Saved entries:

<<<<

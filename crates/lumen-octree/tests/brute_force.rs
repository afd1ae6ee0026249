//! Query results cross-checked against linear scans over seeded random clouds.

use glam::{Mat4, Vec3, Vec4};
use lumen_cloud::PointCloud;
use lumen_math::Frustum;
use lumen_octree::{NodeId, Octree, OctreeConfig};
use rand::{Rng, SeedableRng};
use rand_chacha::ChaCha8Rng;

fn random_cloud(seed: u64, n: usize, extent: f32) -> PointCloud {
    let mut rng = ChaCha8Rng::seed_from_u64(seed);
    let mut cloud = PointCloud::with_capacity(n);
    for _ in 0..n {
        cloud.add_point(Vec3::new(
            rng.random_range(-extent..extent),
            rng.random_range(-extent..extent),
            rng.random_range(-extent..extent),
        ));
    }
    cloud
}

fn sorted(mut v: Vec<usize>) -> Vec<usize> {
    v.sort_unstable();
    v
}

fn assert_unique(v: &[usize]) {
    let mut s = v.to_vec();
    s.sort_unstable();
    s.dedup();
    assert_eq!(s.len(), v.len(), "query returned duplicate indices");
}

fn camera_frustum(eye: Vec3) -> Frustum {
    let view = Mat4::look_at_rh(eye, Vec3::ZERO, Vec3::Y);
    let proj = Mat4::perspective_rh_gl(45f32.to_radians(), 16.0 / 9.0, 0.1, 100.0);
    Frustum::from_view_projection(&(proj * view))
}

#[test]
fn test_box_query_matches_linear_scan() {
    let mut rng = ChaCha8Rng::seed_from_u64(7);
    for seed in 0..5 {
        let cloud = random_cloud(seed, 5000, 10.0);
        let mut octree = Octree::new(&cloud);
        octree.build();

        for _ in 0..20 {
            let a = Vec3::new(
                rng.random_range(-12.0..12.0),
                rng.random_range(-12.0..12.0),
                rng.random_range(-12.0..12.0),
            );
            let b = Vec3::new(
                rng.random_range(-12.0..12.0),
                rng.random_range(-12.0..12.0),
                rng.random_range(-12.0..12.0),
            );
            let (min, max) = (a.min(b), a.max(b));
            let results = octree.query_box(min, max);
            assert_unique(&results);

            let expected: Vec<usize> = (0..cloud.len())
                .filter(|&i| {
                    let p = cloud[i].position;
                    p.cmpge(min).all() && p.cmple(max).all()
                })
                .collect();
            assert_eq!(sorted(results), expected);
        }
    }
}

#[test]
fn test_radius_query_matches_linear_scan() {
    let mut rng = ChaCha8Rng::seed_from_u64(11);
    for seed in 0..5 {
        let cloud = random_cloud(100 + seed, 5000, 10.0);
        let mut octree = Octree::new(&cloud);
        octree.build();

        for _ in 0..20 {
            let center = Vec3::new(
                rng.random_range(-10.0..10.0),
                rng.random_range(-10.0..10.0),
                rng.random_range(-10.0..10.0),
            );
            let radius: f32 = rng.random_range(0.0..6.0);
            let results = octree.query_radius(center, radius);
            assert_unique(&results);

            let r2 = radius * radius;
            let expected: Vec<usize> = (0..cloud.len())
                .filter(|&i| cloud[i].position.distance_squared(center) <= r2)
                .collect();
            assert_eq!(sorted(results), expected);
        }
    }
}

#[test]
fn test_frustum_query_matches_linear_scan() {
    let cloud = random_cloud(3, 20_000, 20.0);
    let mut octree = Octree::new(&cloud);
    octree.build();

    for eye in [
        Vec3::new(0.0, 5.0, 10.0),
        Vec3::new(30.0, 0.0, 0.0),
        Vec3::new(-5.0, -25.0, 3.0),
        Vec3::new(1.0, 1.0, 1.0),
    ] {
        let frustum = camera_frustum(eye);
        let results = octree.query_frustum(&frustum);
        assert_unique(&results);
        for &i in &results {
            assert!(frustum.contains_point(cloud[i].position));
        }

        let expected: Vec<usize> = (0..cloud.len())
            .filter(|&i| frustum.contains_point(cloud[i].position))
            .collect();
        assert!(!expected.is_empty());
        assert_eq!(sorted(results), expected);
    }
}

#[test]
fn test_frustum_query_with_raw_planes() {
    let cloud = random_cloud(5, 3000, 10.0);
    let mut octree = Octree::new(&cloud);
    octree.build();

    // Oblique, unnormalized planes.
    let frustum = Frustum::new([
        Vec4::new(1.0, 1.0, 0.0, 4.0),
        Vec4::new(-2.0, 1.0, 0.0, 10.0),
        Vec4::new(0.0, 0.0, 3.0, 6.0),
        Vec4::new(0.0, -1.0, -1.0, 8.0),
        Vec4::new(0.5, 0.0, -1.0, 9.0),
        Vec4::new(0.0, 1.0, 0.0, 9.0),
    ]);
    let expected: Vec<usize> = (0..cloud.len())
        .filter(|&i| frustum.contains_point(cloud[i].position))
        .collect();
    assert_eq!(sorted(octree.query_frustum(&frustum)), expected);
}

#[test]
fn test_lod_results_are_visible_subset() {
    let cloud = random_cloud(9, 20_000, 20.0);
    let mut octree = Octree::new(&cloud);
    octree.build();

    let eye = Vec3::new(0.0, 5.0, 40.0);
    let frustum = camera_frustum(eye);
    let lod = octree.query_lod(eye, &frustum, 10.0);
    assert_unique(&lod);
    assert!(!lod.is_empty());

    // LOD never returns more than the full frustum-culled node contents.
    let mut full = octree.query_lod(eye, &frustum, f32::INFINITY);
    full.sort_unstable();
    for i in &lod {
        assert!(full.binary_search(i).is_ok());
    }
    assert!(lod.len() <= full.len());
}

#[test]
fn test_rebuild_gives_same_result_sets() {
    let cloud = random_cloud(21, 8000, 15.0);
    let frustum = camera_frustum(Vec3::new(0.0, 5.0, 30.0));

    let mut first = Octree::new(&cloud);
    first.build();
    let mut second = Octree::new(&cloud);
    second.build();
    second.build();

    assert_eq!(
        sorted(first.query_frustum(&frustum)),
        sorted(second.query_frustum(&frustum))
    );
    assert_eq!(
        sorted(first.query_radius(Vec3::ONE, 4.0)),
        sorted(second.query_radius(Vec3::ONE, 4.0))
    );
    assert_eq!(
        sorted(first.query_box(Vec3::splat(-3.0), Vec3::splat(5.0))),
        sorted(second.query_box(Vec3::splat(-3.0), Vec3::splat(5.0)))
    );
}

#[test]
fn test_structure_invariants_on_random_cloud() {
    let cloud = random_cloud(33, 30_000, 50.0);
    let config = OctreeConfig {
        max_points_per_leaf: 16,
        max_depth: 8,
    };
    let mut octree = Octree::with_config(&cloud, config);
    octree.build();

    let mut stored = 0;
    for node in octree.nodes() {
        match node.children() {
            Some(children) => {
                assert!(!node.is_leaf());
                assert_eq!(children.len(), 8);
                // Each child's indices are exactly the parent's indices in that octant.
                for (code, &child) in children.iter().enumerate() {
                    let child_node = octree.node(child);
                    assert_eq!(child_node.depth(), node.depth() + 1);
                    for i in octree.collect_indices(child) {
                        assert_eq!(node.bounds().octant_of(cloud[i].position), code);
                        assert!(child_node.bounds().contains_point(cloud[i].position));
                    }
                }
            }
            None => {
                assert!(node.is_leaf());
                assert!(node.point_count() <= 16 || node.depth() == 8);
                stored += node.point_count();
            }
        }
    }
    assert_eq!(stored, cloud.len());
    assert_eq!(
        sorted(octree.collect_indices(NodeId::ROOT)),
        (0..cloud.len()).collect::<Vec<_>>()
    );

    let stats = octree.stats();
    assert_eq!(stats.node_count, octree.nodes().len());
    assert!(stats.max_depth <= 8);
}

#[test]
fn test_concurrent_queries_agree() {
    let cloud = random_cloud(44, 10_000, 10.0);
    let mut octree = Octree::new(&cloud);
    octree.build();
    let octree = &octree;
    let expected = sorted(octree.query_radius(Vec3::ZERO, 5.0));

    std::thread::scope(|s| {
        let handles: Vec<_> = (0..4)
            .map(|_| s.spawn(|| sorted(octree.query_radius(Vec3::ZERO, 5.0))))
            .collect();
        for h in handles {
            assert_eq!(h.join().unwrap(), expected);
        }
    });
}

>>>>

Required work:
Your answer should be one number, the count of lines in the entries holding the string "full".

Task solution:
5